THE RECORDS below:
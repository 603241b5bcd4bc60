//! Store error types.

use std::io;

use thiserror::Error;

use quilt_table::TableError;
use quilt_types::{DocumentId, RegionHandle, SessionId};

use crate::ConfigError;

/// Errors from document store operations.
#[derive(Debug, Error)]
pub enum StoreError {
    /// No document with this id is loaded.
    #[error("document not found: {0:?}")]
    DocumentNotFound(DocumentId),

    /// The piece table rejected the operation.
    #[error(transparent)]
    Table(#[from] TableError),

    /// A session touched a region it does not own.
    #[error("region {handle} is not owned by session {session:?}")]
    NotOwner {
        handle: RegionHandle,
        session: SessionId,
    },

    /// The session already holds the configured maximum of open regions.
    #[error("session {session:?} already holds {limit} open regions")]
    RegionLimit { session: SessionId, limit: usize },

    /// Document name is empty or escapes the backend root.
    #[error("invalid document name: {0}")]
    InvalidName(String),

    /// Persistence backend I/O failure.
    #[error("backend I/O error: {0}")]
    Backend(#[from] io::Error),

    /// Config could not be loaded.
    #[error(transparent)]
    Config(#[from] ConfigError),
}

impl StoreError {
    /// True when the caller can retry with a different region.
    pub fn is_region_conflict(&self) -> bool {
        matches!(self, Self::Table(TableError::IllegalRegion { .. }))
    }
}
End of THE RECORDS.
• EXERCISE DIRECTIONS:
Each record above must be output without any alteration.

• SOLUTION BELOW:
repository 603241b5bcd4bc60
//! Store error types.

use std::io;

use thiserror::Error;

use quilt_table::TableError;
use quilt_types::{DocumentId, RegionHandle, SessionId};

use crate::ConfigError;

/// Errors from document store operations.
#[derive(Debug, Error)]
pub enum StoreError {
    /// No document with this id is loaded.
    #[error("document not found: {0:?}")]
    DocumentNotFound(DocumentId),

    /// The piece table rejected the operation.
    #[error(transparent)]
    Table(#[from] TableError),

    /// A session touched a region it does not own.
    #[error("region {handle} is not owned by session {session:?}")]
    NotOwner {
        handle: RegionHandle,
        session: SessionId,
    },

    /// The session already holds the configured maximum of open regions.
    #[error("session {session:?} already holds {limit} open regions")]
    RegionLimit { session: SessionId, limit: usize },

    /// Document name is empty or escapes the backend root.
    #[error("invalid document name: {0}")]
    InvalidName(String),

    /// Persistence backend I/O failure.
    #[error("backend I/O error: {0}")]
    Backend(#[from] io::Error),

    /// Config could not be loaded.
    #[error(transparent)]
    Config(#[from] ConfigError),
}

impl StoreError {
    /// True when the caller can retry with a different region.
    pub fn is_region_conflict(&self) -> bool {
        matches!(self, Self::Table(TableError::IllegalRegion { .. }))
    }
}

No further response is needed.